As with other lateral thinking techniques, use of challenge sessions does not guarantee production of good or relevant ideas. Frequently, though, it can help generate completely new ideas and concepts. The key is effective facilitation of the group through the creative thinking process.

Example: The EUFORIC network
A Europe-wide network of development practitioners asked ODI to help facilitate a session on networking. There were over 40 participants from very different organisations, speaking different languages. The overriding objective was to develop a set of ideas for use in the strategy of the EUFORIC network in the future. The challenge statements were as follows:

  • Challenge 1: European development organisations and professionals do most of their effective networking with institutions and people that are similar to themselves.
  • Challenge 2: For European development organisations and professionals, effective networking is largely the result of individual rather than institutional relationships.
  • Challenge 3: European development organisations and professionals do most of their networking for funding purposes.
  • Challenge 4: European development organisations and professionals within them do most of their effective networking in an unplanned and opportunistic manner.

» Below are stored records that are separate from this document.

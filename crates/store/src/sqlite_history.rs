use async_trait::async_trait;
use buzz_core::history::entity::{DataSource, HistoryRecord};
use buzz_core::history::error::StoreError;
use buzz_core::history::merge::MergeStats;
use buzz_core::history::port::HistoryStore;
use chrono::NaiveDate;
use sqlx::{
    Row, SqlitePool,
    sqlite::{SqliteConnectOptions, SqlitePoolOptions, SqliteRow},
};
use std::ffi::OsString;
use std::path::{Path, PathBuf};
use tracing::warn;

/// 日期列的存储格式
const DATE_FORMAT: &str = "%Y-%m-%d";

/// 无法打开的数据库文件被移走时追加的后缀
const CORRUPT_SUFFIX: &str = ".corrupt";

/// HistoryStore 的 SQLite 实现。
///
/// # Summary
/// 以 `(date, ticker)` 为主键的单表，用 `ON CONFLICT DO UPDATE` 实现原位替换。
///
/// # Invariants
/// * 表结构在存储实例创建时初始化。
/// * 替换不改变 rowid，读取时按 rowid 返回写入顺序。
/// * 无法打开的数据库被移到 `*.corrupt` 后重建；无法解码的行在读取时跳过。
pub struct SqliteHistoryStore {
    pool: SqlitePool,
}

impl SqliteHistoryStore {
    /// 打开（或创建）数据库并初始化表结构。
    ///
    /// # Logic
    /// 1. 确保父目录存在。
    /// 2. 连接并执行 DDL。
    /// 3. 若已有文件无法打开，将其移到 `*.corrupt` 并以空库重建。
    ///
    /// # Arguments
    /// * `db_path` - 数据库文件路径。
    ///
    /// # Returns
    /// * `Result<Self, StoreError>` - 存储实例或数据库错误。
    pub async fn open(db_path: impl Into<PathBuf>) -> Result<Self, StoreError> {
        let db_path = db_path.into();
        if let Some(parent) = db_path.parent().filter(|p| !p.as_os_str().is_empty()) {
            std::fs::create_dir_all(parent).map_err(|e| StoreError::Io(e.to_string()))?;
        }

        match connect(&db_path).await {
            Ok(pool) => Ok(Self { pool }),
            Err(e) if db_path.exists() => {
                let moved = quarantine(&db_path)?;
                warn!(
                    "History database {} is unreadable ({}), moved to {} and starting empty",
                    db_path.display(),
                    e,
                    moved.display()
                );
                Ok(Self {
                    pool: connect(&db_path).await?,
                })
            }
            Err(e) => Err(e),
        }
    }
}

async fn connect(db_path: &Path) -> Result<SqlitePool, StoreError> {
    let options = SqliteConnectOptions::new()
        .filename(db_path)
        .create_if_missing(true)
        .journal_mode(sqlx::sqlite::SqliteJournalMode::Wal)
        .busy_timeout(std::time::Duration::from_secs(5));

    let pool = SqlitePoolOptions::new()
        .connect_with(options)
        .await
        .map_err(|e| StoreError::Database(e.to_string()))?;

    let ddl = sqlx::query(
        r#"
        CREATE TABLE IF NOT EXISTS history (
            date TEXT NOT NULL,
            ticker TEXT NOT NULL,
            price REAL NOT NULL,
            mentions INTEGER NOT NULL,
            sentiment_avg REAL NOT NULL,
            mentions_growth REAL NOT NULL,
            buzz_score REAL NOT NULL DEFAULT 0,
            source TEXT NOT NULL DEFAULT 'real',
            PRIMARY KEY (date, ticker)
        );
        "#,
    )
    .execute(&pool)
    .await;

    match ddl {
        Ok(_) => Ok(pool),
        Err(e) => {
            pool.close().await;
            Err(StoreError::Database(e.to_string()))
        }
    }
}

/// 在原路径后追加后缀，得到同目录下的兄弟文件
fn sibling(path: &Path, suffix: &str) -> PathBuf {
    let mut name = OsString::from(path.as_os_str());
    name.push(suffix);
    PathBuf::from(name)
}

/// # Summary
/// 将损坏的数据库文件移走，并清理残留的 WAL/SHM 文件。
///
/// # Returns
/// 移动后的文件路径。
fn quarantine(db_path: &Path) -> Result<PathBuf, StoreError> {
    let moved = sibling(db_path, CORRUPT_SUFFIX);
    std::fs::rename(db_path, &moved).map_err(|e| StoreError::Io(e.to_string()))?;
    for suffix in ["-wal", "-shm"] {
        match std::fs::remove_file(sibling(db_path, suffix)) {
            Ok(()) => {}
            Err(e) if e.kind() == std::io::ErrorKind::NotFound => {}
            Err(e) => return Err(StoreError::Io(e.to_string())),
        }
    }
    Ok(moved)
}

fn column<'r, T>(row: &'r SqliteRow, name: &str) -> Result<T, StoreError>
where
    T: sqlx::Decode<'r, sqlx::Sqlite> + sqlx::Type<sqlx::Sqlite>,
{
    row.try_get::<T, _>(name)
        .map_err(|e| StoreError::Corrupt(format!("column {}: {}", name, e)))
}

fn from_row(row: &SqliteRow) -> Result<HistoryRecord, StoreError> {
    let date: String = column(row, "date")?;
    let mentions: i64 = column(row, "mentions")?;
    let source: String = column(row, "source")?;
    Ok(HistoryRecord {
        date: NaiveDate::parse_from_str(&date, DATE_FORMAT)
            .map_err(|e| StoreError::Corrupt(format!("bad date '{}': {}", date, e)))?,
        ticker: column(row, "ticker")?,
        price: column(row, "price")?,
        mentions: u64::try_from(mentions)
            .map_err(|_| StoreError::Corrupt(format!("negative mentions {}", mentions)))?,
        sentiment_avg: column(row, "sentiment_avg")?,
        mentions_growth: column(row, "mentions_growth")?,
        buzz_score: column(row, "buzz_score")?,
        source: source.parse::<DataSource>().map_err(StoreError::Corrupt)?,
    })
}

#[async_trait]
impl HistoryStore for SqliteHistoryStore {
    /// # Summary
    /// 按写入顺序读取全表。
    ///
    /// # Logic
    /// 1. 查询失败时视为空表并告警。
    /// 2. 无法解码的行逐条跳过并告警。
    async fn load_all(&self) -> Result<Vec<HistoryRecord>, StoreError> {
        let rows = match sqlx::query(
            "SELECT date, ticker, price, mentions, sentiment_avg, mentions_growth, buzz_score, source FROM history ORDER BY rowid",
        )
        .fetch_all(&self.pool)
        .await
        {
            Ok(rows) => rows,
            Err(e) => {
                warn!("History table is unreadable ({}), treating as empty", e);
                return Ok(Vec::new());
            }
        };

        let mut records = Vec::with_capacity(rows.len());
        for row in &rows {
            match from_row(row) {
                Ok(record) => records.push(record),
                Err(e) => warn!("Skipping undecodable history row: {}", e),
            }
        }
        Ok(records)
    }

    /// # Summary
    /// 在单个事务内逐条 upsert。
    ///
    /// # Logic
    /// 1. 查询键是否存在，用于统计新增/替换。
    /// 2. 执行 `INSERT ... ON CONFLICT(date, ticker) DO UPDATE`。
    /// 3. 提交事务。
    async fn upsert_batch(&self, records: Vec<HistoryRecord>) -> Result<MergeStats, StoreError> {
        let mut tx = self
            .pool
            .begin()
            .await
            .map_err(|e| StoreError::Database(e.to_string()))?;
        let mut stats = MergeStats::default();

        for record in records {
            let date = record.date.format(DATE_FORMAT).to_string();
            let mentions = i64::try_from(record.mentions)
                .map_err(|_| StoreError::Serialize(format!("mentions overflow: {}", record.mentions)))?;

            let existing = sqlx::query_scalar::<_, i64>(
                "SELECT COUNT(*) FROM history WHERE date = ? AND ticker = ?",
            )
            .bind(&date)
            .bind(&record.ticker)
            .fetch_one(&mut *tx)
            .await
            .map_err(|e| StoreError::Database(e.to_string()))?;

            sqlx::query(
                r#"
                INSERT INTO history (date, ticker, price, mentions, sentiment_avg, mentions_growth, buzz_score, source)
                VALUES (?, ?, ?, ?, ?, ?, ?, ?)
                ON CONFLICT(date, ticker) DO UPDATE SET
                    price = excluded.price,
                    mentions = excluded.mentions,
                    sentiment_avg = excluded.sentiment_avg,
                    mentions_growth = excluded.mentions_growth,
                    buzz_score = excluded.buzz_score,
                    source = excluded.source
                "#,
            )
            .bind(&date)
            .bind(&record.ticker)
            .bind(record.price)
            .bind(mentions)
            .bind(record.sentiment_avg)
            .bind(record.mentions_growth)
            .bind(record.buzz_score)
            .bind(record.source.to_string())
            .execute(&mut *tx)
            .await
            .map_err(|e| StoreError::Database(e.to_string()))?;

            if existing > 0 {
                stats.replaced += 1;
            } else {
                stats.inserted += 1;
            }
        }

        tx.commit()
            .await
            .map_err(|e| StoreError::Database(e.to_string()))?;
        Ok(stats)
    }
}

#[cfg(test)]
mod tests {
    use super::*;

    fn record(ticker: &str, price: f64) -> HistoryRecord {
        HistoryRecord {
            date: NaiveDate::from_ymd_opt(2026, 3, 1).unwrap(),
            ticker: ticker.to_string(),
            price,
            mentions: 10,
            sentiment_avg: 0.5,
            mentions_growth: 1.0,
            buzz_score: 0.7,
            source: DataSource::Real,
        }
    }

    #[tokio::test]
    async fn test_undecodable_rows_are_skipped() {
        let tmp = tempfile::tempdir().unwrap();
        let store = SqliteHistoryStore::open(tmp.path().join("history.db")).await.unwrap();
        store.upsert(record("NVDA", 190.0)).await.unwrap();

        sqlx::query(
            "INSERT INTO history (date, ticker, price, mentions, sentiment_avg, mentions_growth) VALUES ('garbage', 'AAPL', 1.0, 1, 0.5, 1.0)",
        )
        .execute(&store.pool)
        .await
        .unwrap();
        sqlx::query(
            "INSERT INTO history (date, ticker, price, mentions, sentiment_avg, mentions_growth) VALUES ('2026-03-01', 'TSLA', 1.0, -4, 0.5, 1.0)",
        )
        .execute(&store.pool)
        .await
        .unwrap();

        let rows = store.load_all().await.unwrap();
        assert_eq!(rows.len(), 1);
        assert_eq!(rows[0].ticker, "NVDA");
    }

    #[test]
    fn test_sibling_appends_suffix() {
        let path = Path::new("/data/history.db");
        assert_eq!(sibling(path, ".corrupt"), PathBuf::from("/data/history.db.corrupt"));
        assert_eq!(sibling(path, "-wal"), PathBuf::from("/data/history.db-wal"));
    }
}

The room was divided into groups asked to address these issues in terms of:

  • Level of agreement/disagreement
  • Consequences of challenge statement being true/false
  • Benefits
  • Approaches to overcome the problem
  • Interesting examples and lessons from own experience

After addressing the issues, the teams were asked to write up the key lessons on flipchart paper. The other participants were invited to mark their favourites, thus identifying areas of key relevance.

This tool first appeared in the ODI Toolkit, Tools for Knowledge and Learning: A Guide for Development and Humanitarian Organisations.